The stimulus money began in May and will continue through the second week of July. It is based on whether one uses direct deposit and the filer's SSN. Here is the schedule. When Will I Get My Stimulus Payment?

The autos numbers continues to look strange. The report shows auto and motor vehicle dealer sales at 66.12 billion down from 71.92 billion last year (a drop of about 9%). Yet look at car sales as reported by the manufacturers and the number should be worse. GM, Ford, Chrysler and Toyota all had large losses in unit sales AND their mix was more small cars (lower sticker) and fewer pickups/SUVs (higher sticker). How auto sales were only down 9% boggles the mind.
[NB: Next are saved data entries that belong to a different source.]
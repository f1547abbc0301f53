//! Step navigation and timed autoplay over an analysis trace.
//!
//! - [`PlaybackMachine`] is the synchronous state machine
//!   (`Idle`, `Paused`, `Playing`) with clamped cursor movement.
//! - [`PlaybackController`] wraps it with a cancellable Tokio autoplay task
//!   and a `watch` channel of [`PlaybackSnapshot`]s for the rendering side.

pub mod controller;
pub mod machine;

pub use controller::{PlaybackController, DEFAULT_TICK_INTERVAL};
pub use machine::{PlaybackMachine, PlaybackSnapshot, PlaybackStatus};
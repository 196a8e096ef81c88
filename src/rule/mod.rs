//! Rule definitions and the function values they carry.
//!
//! This module provides [`ValidationRule`] and [`HandlerRule`], their
//! options, the predicate/block/filter function values, and [`RuleSet`] for
//! loading rule lists from JSON.

mod handler_rule;
mod options;
mod predicate;
mod set;
mod validation_rule;

pub use handler_rule::HandlerRule;
pub use options::{HandlerOptions, RuleOptions};
pub use predicate::{ErrorBlock, Filter, PredicateResult, ValueBlock, Validator};
pub use set::{RuleSet, RuleSetError};
pub use validation_rule::ValidationRule;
More government figure smoothing...I think so.

Bill:

I think there were a couple of factors that would make up the difference. First, both Honda and Nissan recorded sales increases of ~10%. Also, I believe that the government number includes used cars (SUV trade-ins), which wouldn't show up in Detroit's numbers.

Now all we need to do is borrow an extra $48 billion every month, give everyone a stimulus check every month for the next 3-4 years, and we'll be ok. We'll just pass the debt onto the next generation. After all, they're going to college to get good jobs in the future, right? Oh wait, they can't get student loans anymore. Nevermind.
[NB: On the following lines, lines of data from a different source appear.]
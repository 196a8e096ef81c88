//! Dotted path addressing for values in nested structures.
//!
//! This module provides [`FieldPath`] and [`PathSegment`] for parsing rule
//! paths like `user.addresses.0.city`, plus the [`get`] accessor both engines
//! rely on to read nested input values.

use std::fmt::{self, Display};

use serde_json::Value;

/// A segment of a dotted field path.
///
/// Segments are plain keys. Whether a segment is used as an object key or an
/// array index is decided by the container it is applied to, so `items.0`
/// reads the first element of an array but the `"0"` key of an object.
#[derive(Debug, Clone, PartialEq, Eq, Hash)]
pub struct PathSegment(String);

impl PathSegment {
    /// Creates a new segment from a key.
    pub fn new(key: impl Into<String>) -> Self {
        PathSegment(key.into())
    }

    /// Returns the raw key of this segment.
    pub fn as_str(&self) -> &str {
        &self.0
    }

    /// Returns the segment as an array index, if it is a canonical
    /// non-negative integer (`"0"`, `"12"`, but not `"01"`).
    pub fn as_index(&self) -> Option<usize> {
        if self.0.is_empty() || !self.0.bytes().all(|b| b.is_ascii_digit()) {
            return None;
        }
        if self.0.len() > 1 && self.0.starts_with('0') {
            return None;
        }
        self.0.parse().ok()
    }

    /// Applies this segment to a container, returning the child value.
    ///
    /// Returns `None` if the key is absent, the index is out of bounds, or
    /// the container is not indexable.
    pub fn apply<'v>(&self, container: &'v Value) -> Option<&'v Value> {
        match container {
            Value::Object(map) => map.get(&self.0),
            Value::Array(items) => self.as_index().and_then(|idx| items.get(idx)),
            _ => None,
        }
    }
}

/// A parsed dotted path into a nested JSON-like structure.
///
/// # Example
///
/// ```rust
/// use triage::FieldPath;
/// use serde_json::json;
///
/// let path = FieldPath::parse("users.0.email");
/// let input = json!({"users": [{"email": "ann@example.com"}]});
///
/// assert_eq!(path.resolve(&input), Some(&json!("ann@example.com")));
/// assert_eq!(path.to_string(), "users.0.email");
/// ```
#[derive(Debug, Clone, PartialEq, Eq, Hash, Default)]
pub struct FieldPath {
    segments: Vec<PathSegment>,
}

impl FieldPath {
    /// Creates an empty path representing the root value.
    pub fn root() -> Self {
        Self::default()
    }

    /// Parses a dot-separated path.
    ///
    /// The empty string parses to the root path.
    pub fn parse(path: &str) -> Self {
        if path.is_empty() {
            return Self::root();
        }
        Self {
            segments: path.split('.').map(PathSegment::new).collect(),
        }
    }

    /// Returns a new path with a segment appended.
    ///
    /// This method does not modify the original path; it returns a new one.
    pub fn push(&self, key: impl Into<String>) -> Self {
        let mut segments = self.segments.clone();
        segments.push(PathSegment::new(key));
        Self { segments }
    }

    /// Returns true if this is the root path (no segments).
    pub fn is_root(&self) -> bool {
        self.segments.is_empty()
    }

    /// Returns the number of segments in this path.
    pub fn len(&self) -> usize {
        self.segments.len()
    }

    /// Returns true if this path has no segments.
    pub fn is_empty(&self) -> bool {
        self.segments.is_empty()
    }

    /// Returns an iterator over the path segments.
    pub fn segments(&self) -> impl Iterator<Item = &PathSegment> {
        self.segments.iter()
    }

    /// Returns the parent path, or None if this is root.
    pub fn parent(&self) -> Option<Self> {
        if self.segments.is_empty() {
            None
        } else {
            Some(Self {
                segments: self.segments[..self.segments.len() - 1].to_vec(),
            })
        }
    }

    /// Returns the last segment, or None if this is root.
    pub fn last(&self) -> Option<&PathSegment> {
        self.segments.last()
    }

    /// Descends into `container` following every segment.
    ///
    /// Returns `None` as soon as a segment is missing or the value at that
    /// point is neither an object nor an array.
    pub fn resolve<'v>(&self, container: &'v Value) -> Option<&'v Value> {
        self.segments
            .iter()
            .try_fold(container, |current, segment| segment.apply(current))
    }
}

impl Display for FieldPath {
    fn fmt(&self, f: &mut fmt::Formatter<'_>) -> fmt::Result {
        for (i, segment) in self.segments.iter().enumerate() {
            if i > 0 {
                write!(f, ".")?;
            }
            write!(f, "{}", segment.0)?;
        }
        Ok(())
    }
}

impl From<&str> for FieldPath {
    fn from(path: &str) -> Self {
        FieldPath::parse(path)
    }
}

/// Reads the value at a dotted `path`, or `default` if it cannot be reached.
///
/// # Example
///
/// ```rust
/// use triage::path::get;
/// use serde_json::{json, Value};
///
/// assert_eq!(get(&json!({"a": {"b": 1}}), "a.b", Value::Null), json!(1));
/// assert_eq!(get(&json!({}), "a.b", Value::Null), Value::Null);
/// ```
pub fn get(container: &Value, path: &str, default: Value) -> Value {
    FieldPath::parse(path)
        .resolve(container)
        .cloned()
        .unwrap_or(default)
}

#[cfg(test)]
mod tests {
    use super::*;
    use serde_json::json;

    #[test]
    fn test_root_path_is_empty() {
        let path = FieldPath::root();
        assert!(path.is_root());
        assert!(path.is_empty());
        assert_eq!(path.len(), 0);
        assert_eq!(path.to_string(), "");
        assert_eq!(FieldPath::parse(""), path);
    }

    #[test]
    fn test_parse_nested() {
        let path = FieldPath::parse("user.email");
        assert_eq!(path.len(), 2);
        assert_eq!(path.to_string(), "user.email");
    }

    #[test]
    fn test_resolve_nested_object() {
        let input = json!({"a": {"b": 1}});
        assert_eq!(FieldPath::parse("a.b").resolve(&input), Some(&json!(1)));
        assert_eq!(FieldPath::parse("a.c").resolve(&input), None);
    }

    #[test]
    fn test_resolve_root_returns_container() {
        let input = json!({"a": 1});
        assert_eq!(FieldPath::root().resolve(&input), Some(&input));
    }

    #[test]
    fn test_numeric_segment_indexes_arrays() {
        let input = json!({"items": ["x", "y"]});
        assert_eq!(FieldPath::parse("items.1").resolve(&input), Some(&json!("y")));
        assert_eq!(FieldPath::parse("items.2").resolve(&input), None);
    }

    #[test]
    fn test_numeric_segment_is_key_on_objects() {
        let input = json!({"items": {"0": "zero"}});
        assert_eq!(
            FieldPath::parse("items.0").resolve(&input),
            Some(&json!("zero"))
        );
    }

    #[test]
    fn test_non_numeric_segment_on_array() {
        let input = json!({"items": [1, 2]});
        assert_eq!(FieldPath::parse("items.first").resolve(&input), None);
        assert_eq!(FieldPath::parse("items.-1").resolve(&input), None);
    }

    #[test]
    fn test_leading_zero_segment_is_not_an_index() {
        let input = json!({"items": [1, 2, 3]});
        assert_eq!(FieldPath::parse("items.01").resolve(&input), None);
        assert_eq!(FieldPath::parse("items.0").resolve(&input), Some(&json!(1)));
        assert_eq!(PathSegment::new("00").as_index(), None);

        let keyed = json!({"items": {"01": "kept"}});
        assert_eq!(FieldPath::parse("items.01").resolve(&keyed), Some(&json!("kept")));
    }

    #[test]
    fn test_scalar_is_not_indexable() {
        let input = json!({"name": "Ann"});
        assert_eq!(FieldPath::parse("name.length").resolve(&input), None);
    }

    #[test]
    fn test_get_with_default() {
        assert_eq!(get(&json!({"a": {"b": 1}}), "a.b", Value::Null), json!(1));
        assert_eq!(get(&json!({}), "a.b", Value::Null), Value::Null);
        assert_eq!(get(&json!({}), "a", json!("fallback")), json!("fallback"));
    }

    #[test]
    fn test_parent_path() {
        let path = FieldPath::parse("users.0.email");

        let parent = path.parent().unwrap();
        assert_eq!(parent.to_string(), "users.0");

        let root = parent.parent().unwrap().parent().unwrap();
        assert!(root.is_root());
        assert!(root.parent().is_none());
    }

    #[test]
    fn test_push_is_immutable() {
        let base = FieldPath::parse("users");
        let first = base.push("0");
        let second = base.push("1");

        assert_eq!(base.to_string(), "users");
        assert_eq!(first.to_string(), "users.0");
        assert_eq!(second.to_string(), "users.1");
    }

    #[test]
    fn test_last_segment() {
        let path = FieldPath::parse("users.0");
        assert_eq!(path.last().map(PathSegment::as_str), Some("0"));
        assert_eq!(FieldPath::root().last(), None);
    }
}
//! Rule documents loaded from JSON configuration.
//!
//! A document holds an ordered `rules` list and an ordered `handlers` list,
//! both optional:
//!
//! ```json
//! {
//!   "rules": [
//!     {"path": "name", "validator": "isLength", "options": {"min": 3}, "message": "too short"}
//!   ],
//!   "handlers": [
//!     {"path": "email", "error": "MongoError", "options": {"code": 11000}, "message": "taken"}
//!   ]
//! }
//! ```
//!
//! Blocks and filters cannot be expressed in JSON; attach them after loading.

use serde_json::Value;

use super::handler_rule::HandlerRule;
use super::predicate::{ErrorBlock, Filter, ValueBlock};
use super::validation_rule::ValidationRule;

/// Errors that can occur while loading a rule document.
#[derive(Debug, thiserror::Error)]
pub enum RuleSetError {
    /// The document is not valid JSON or does not have the expected shape.
    #[error("malformed rule document: {0}")]
    Parse(#[from] serde_json::Error),

    /// A validation rule has an empty path or message.
    #[error("validation rule {index} is malformed: {reason}")]
    InvalidRule {
        /// Position in `rules`.
        index: usize,
        /// What is wrong with it.
        reason: &'static str,
    },

    /// A handler rule has an empty path, kind or message.
    #[error("handler rule {index} is malformed: {reason}")]
    InvalidHandler {
        /// Position in `handlers`.
        index: usize,
        /// What is wrong with it.
        reason: &'static str,
    },
}

/// An ordered pair of validation and handler rule lists.
///
/// # Example
///
/// ```rust
/// use triage::RuleSet;
///
/// let set = RuleSet::from_json_str(r#"{
///     "rules": [{"path": "name", "validator": "isPresent", "message": "required"}]
/// }"#).unwrap();
///
/// assert_eq!(set.rules.len(), 1);
/// assert!(set.handlers.is_empty());
/// ```
#[derive(Debug, Clone, Default, serde::Serialize, serde::Deserialize)]
pub struct RuleSet {
    /// Validation rules, in evaluation order.
    #[serde(default)]
    pub rules: Vec<ValidationRule>,
    /// Handler rules, in priority order.
    #[serde(default)]
    pub handlers: Vec<HandlerRule>,
}

impl RuleSet {
    /// Creates an empty rule set.
    pub fn new() -> Self {
        Self::default()
    }

    /// Parses and checks a JSON document.
    pub fn from_json_str(document: &str) -> Result<Self, RuleSetError> {
        let set: RuleSet = serde_json::from_str(document)?;
        set.checked()
    }

    /// Converts and checks an already-parsed JSON document.
    pub fn from_value(document: Value) -> Result<Self, RuleSetError> {
        let set: RuleSet = serde_json::from_value(document)?;
        set.checked()
    }

    /// Appends a validation rule.
    pub fn rule(mut self, rule: ValidationRule) -> Self {
        self.rules.push(rule);
        self
    }

    /// Appends a handler rule.
    pub fn handler(mut self, handler: HandlerRule) -> Self {
        self.handlers.push(handler);
        self
    }

    /// Attaches `filter` to every validation rule addressing `path`.
    pub fn with_filter(mut self, path: &str, filter: Filter) -> Self {
        for rule in self.rules.iter_mut().filter(|r| r.path == path) {
            rule.filter = Some(filter.clone());
        }
        self
    }

    /// Attaches `block` to every validation rule addressing `path`.
    pub fn with_value_block(mut self, path: &str, block: ValueBlock) -> Self {
        for rule in self.rules.iter_mut().filter(|r| r.path == path) {
            rule.options.set_block(block.clone());
        }
        self
    }

    /// Attaches `block` to every handler rule reporting `path`.
    pub fn with_error_block(mut self, path: &str, block: ErrorBlock) -> Self {
        for handler in self.handlers.iter_mut().filter(|h| h.path == path) {
            handler.options.block = Some(block.clone());
        }
        self
    }

    fn checked(self) -> Result<Self, RuleSetError> {
        if let Some((index, reason)) = self
            .rules
            .iter()
            .enumerate()
            .find_map(|(i, r)| r.defect().map(|reason| (i, reason)))
        {
            return Err(RuleSetError::InvalidRule { index, reason });
        }
        if let Some((index, reason)) = self
            .handlers
            .iter()
            .enumerate()
            .find_map(|(i, h)| h.defect().map(|reason| (i, reason)))
        {
            return Err(RuleSetError::InvalidHandler { index, reason });
        }
        Ok(self)
    }
}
Geez, you guys have it all wrong. For starters a big mac is a rather well balanced meal...YOU JUST CAN'T EAT TEN OF THEM A DAY! My wife is the lead dietitian at an 800 bed University Hospital (RTP area of NC) and when we clip (two for one) coupons at some of the restaurants we go to, we generally get at least one and sometimes two and three additional meals EACH as leftovers. The problem here in the US is primarily PORTION SIZE. I grew up on a farm raising pigs, chickens, and cows. If an animal eats enough grass or anything "ab libitum", it will fatten up. It is portion size that kills US. I tend to eat out a fair amount but don't go to the Golden Coral and try to break the restaurant financially. I am closing in on 70 years old and have the stamina and musculature that most teens would like to have. I am starting my yearly training for my annual hike from the south rim of the Grand Canyon starting down the South Kaibob trail all the down to the Colorado river crossing over the bridges to the Phantom Ranch and back up the Bright Angel trail in 14 hrs. Don't give me the McDonalds will kill you rap...watch how much you eat and MOVE.

In order for the fat lady to sing, she has to eat.